Blog

How Can We Improve the Lives of People Living Alone with Cognitive Impairment?

By Robyn Stone


A national team of researchers is studying ways to support older people living alone with cognitive impairment. Housing providers can help, writes Robyn Stone.

Elena Portacolone has always been interested in older people who live alone.

For her, it’s personal.

Elena lives alone. Her grandmother, who also lived alone, lost her balance after dinner one evening and lay on the kitchen floor for hours before help arrived. Her father died after an asthma attack found him unprepared and alone in the middle of the night.

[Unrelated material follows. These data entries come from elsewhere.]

use std::collections::VecDeque;

use serde::{Deserialize, Serialize};
use tracing::debug;

use crate::retrieval::hybrid::contains_non_prose_marker;

/// Separators tried in order, coarsest first. The empty separator splits between
/// characters and always succeeds.
const SEPARATORS: [&str; 4] = ["\n\n", "\n", " ", ""];

/// Configuration for document chunking
#[derive(Debug, Clone, PartialEq, Eq, Serialize, Deserialize)]
#[serde(default)]
pub struct ChunkingConfig {
    /// Maximum chunk size in characters
    pub chunk_size: usize,
    /// Characters carried over from the end of one chunk into the next
    pub chunk_overlap: usize,
    /// Chunks shorter than this (after trimming) are discarded at ingest
    pub min_chunk_chars: usize,
}

impl Default for ChunkingConfig {
    #[inline]
    fn default() -> Self {
        Self {
            chunk_size: 1500,
            chunk_overlap: 200,
            min_chunk_chars: 30,
        }
    }
}

fn char_len(text: &str) -> usize {
    text.chars().count()
}

/// Split `text` into chunks of at most `max_size` characters.
///
/// Paragraph breaks are preferred over line breaks, line breaks over spaces, and
/// spaces over arbitrary character boundaries. Consecutive chunks share up to
/// `overlap` characters of whole pieces. Chunks are trimmed and blank ones dropped.
#[inline]
pub fn split_into_chunks(text: &str, max_size: usize, overlap: usize) -> Vec<String> {
    let max_size = max_size.max(1);
    let overlap = overlap.min(max_size - 1);

    let chunks = split_recursive(text, &SEPARATORS, max_size, overlap);

    debug!(
        "Split {} characters into {} chunks (max {}, overlap {})",
        char_len(text),
        chunks.len(),
        max_size,
        overlap
    );
    chunks
}

fn split_recursive(
    text: &str,
    separators: &[&str],
    max_size: usize,
    overlap: usize,
) -> Vec<String> {
    let position = separators
        .iter()
        .position(|sep| sep.is_empty() || text.contains(sep))
        .unwrap_or(separators.len().saturating_sub(1));
    let separator = separators.get(position).copied().unwrap_or("");
    let finer = separators.get(position + 1..).unwrap_or(&[]);

    let pieces: Vec<&str> = if separator.is_empty() {
        text.split_inclusive(|_: char| true).collect()
    } else {
        text.split(separator).filter(|p| !p.is_empty()).collect()
    };

    let mut chunks = Vec::new();
    let mut pending: Vec<&str> = Vec::new();

    for piece in pieces {
        if char_len(piece) <= max_size {
            pending.push(piece);
            continue;
        }

        if !pending.is_empty() {
            chunks.extend(merge_pieces(&pending, separator, max_size, overlap));
            pending.clear();
        }
        if finer.is_empty() {
            chunks.push(piece.trim().to_string());
        } else {
            chunks.extend(split_recursive(piece, finer, max_size, overlap));
        }
    }

    if !pending.is_empty() {
        chunks.extend(merge_pieces(&pending, separator, max_size, overlap));
    }

    chunks.retain(|chunk| !chunk.is_empty());
    chunks
}

/// Greedily pack pieces into chunks, keeping a tail of at most `overlap` characters
/// as the start of the next chunk.
fn merge_pieces(pieces: &[&str], separator: &str, max_size: usize, overlap: usize) -> Vec<String> {
    let separator_len = char_len(separator);
    let mut chunks = Vec::new();
    let mut window: VecDeque<&str> = VecDeque::new();
    let mut total = 0;

    for piece in pieces {
        let length = char_len(piece);

        if !window.is_empty() && total + separator_len + length > max_size {
            push_window(&mut chunks, &window, separator);

            while let Some(front) = window.front() {
                let next_joined = if window.len() > 1 { separator_len } else { 0 };
                let still_fits = total + separator_len + length <= max_size;
                if total <= overlap && still_fits {
                    break;
                }
                total -= char_len(front) + next_joined;
                window.pop_front();
            }
        }

        let joined = if window.is_empty() { 0 } else { separator_len };
        total += joined + length;
        window.push_back(piece);
    }

    push_window(&mut chunks, &window, separator);
    chunks
}

fn push_window(chunks: &mut Vec<String>, window: &VecDeque<&str>, separator: &str) {
    let joined = window.iter().copied().collect::<Vec<_>>().join(separator);
    let trimmed = joined.trim();
    if !trimmed.is_empty() {
        chunks.push(trimmed.to_string());
    }
}

/// Whether a chunk is prose worth embedding: long enough and free of OCR
/// serialization markers
#[inline]
pub fn is_text_chunk(chunk: &str, min_chars: usize) -> bool {
    char_len(chunk.trim()) >= min_chars && !contains_non_prose_marker(chunk)
}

At a relatively early age, Elena learned a difficult lesson that shaped her career as an academician and a researcher. She knew from experience that living alone offered a welcome sense of freedom to a healthy younger person like herself. But her family history taught her just how precarious this housing choice could become for people as they aged.

While working on her doctoral dissertation at the University of California San Francisco (UCSF), Elena interviewed 47 older adults she met while serving as a Meals on Wheels volunteer in San Francisco. She aimed to identify the challenges all older people encounter while living alone. But she soon made a troubling discovery: for at least 30% of her interviewees, the challenges of living alone were exacerbated by some degree of cognitive impairment.

Alarmed by this statistic, Elena refined her research to focus on the invisible population of older people with cognitive impairment who are living alone without support from family caregivers. Through more than 700 interviews conducted over the past several years in California, Michigan, and Louisiana, Elena has learned about the unique challenges facing older adults of diverse races and ethnicities who are living alone with cognitive impairment. She’s also discovered the dearth of research about these older adults and the lack of public resources and services available to help them live independently.

Elena, an associate professor in the Institute of Health and Aging at UCSF, carried out her last 400 interviews while serving as the principal investigator for the five-year Living Alone with Cognitive Impairment (LACI) project, which is funded by the National Institute on Aging. I’m part of the project’s research team and co-lead its policy advisory group with Elena. The project is now completing its fourth year.

At one level, the LACI project seeks to focus attention on the estimated 4.3 million older adults in this country who have cognitive impairment and live alone. These individuals often do not receive a timely diagnosis of cognitive impairment that could connect them with much-needed services. Most lack access to home care aides who could help them manage their households, assist them with activities of daily living, reduce their isolation, and offer them encouragement and emotional support.

The LACI project has another—and equally important—goal that resonates with me. The interdisciplinary team of scientists participating in this project is firmly committed to translating our research findings into public policy so that life actually gets better for older people who have cognitive impairment and live alone.

This applied research approach aligns perfectly with the mission of the LeadingAge LTSS Center @UMass Boston. It aligns with the LTSS Center’s current work to test the implementation of an intervention to support long-distance caregivers of people living with dementia. Most importantly, it aligns with the work of many LeadingAge member organizations, especially members who provide affordable housing and those who serve a moderate-income population living in market-rate housing communities.

What can housing providers do to support this invisible and highly vulnerable population? I have three suggestions.

First, take a good look at your community’s resident population. Recognize that many of those residents are living with cognitive impairment. Don’t assume these residents have a family member who serves as their care partner. Chances are that many residents with cognitive impairment are walking this road alone.

Second, do what you can to connect these residents with community-based services that can help them manage their day-to-day challenges. Consider helping residents with low incomes apply for Medicaid if they are not already covered.

Third, visit the LACI website to learn more about people with cognitive impairment who live alone. Consider how you can help advance the policy goals outlined in our three policy briefs. Reach out to Elena or me to learn how you can get involved in this effort.

The population of people living alone with cognitive impairment will stay hidden and underserved until we as a nation truly see these individuals, acknowledge their challenges, and step forward to help. I hope you will join us in bringing about the change they desperately need.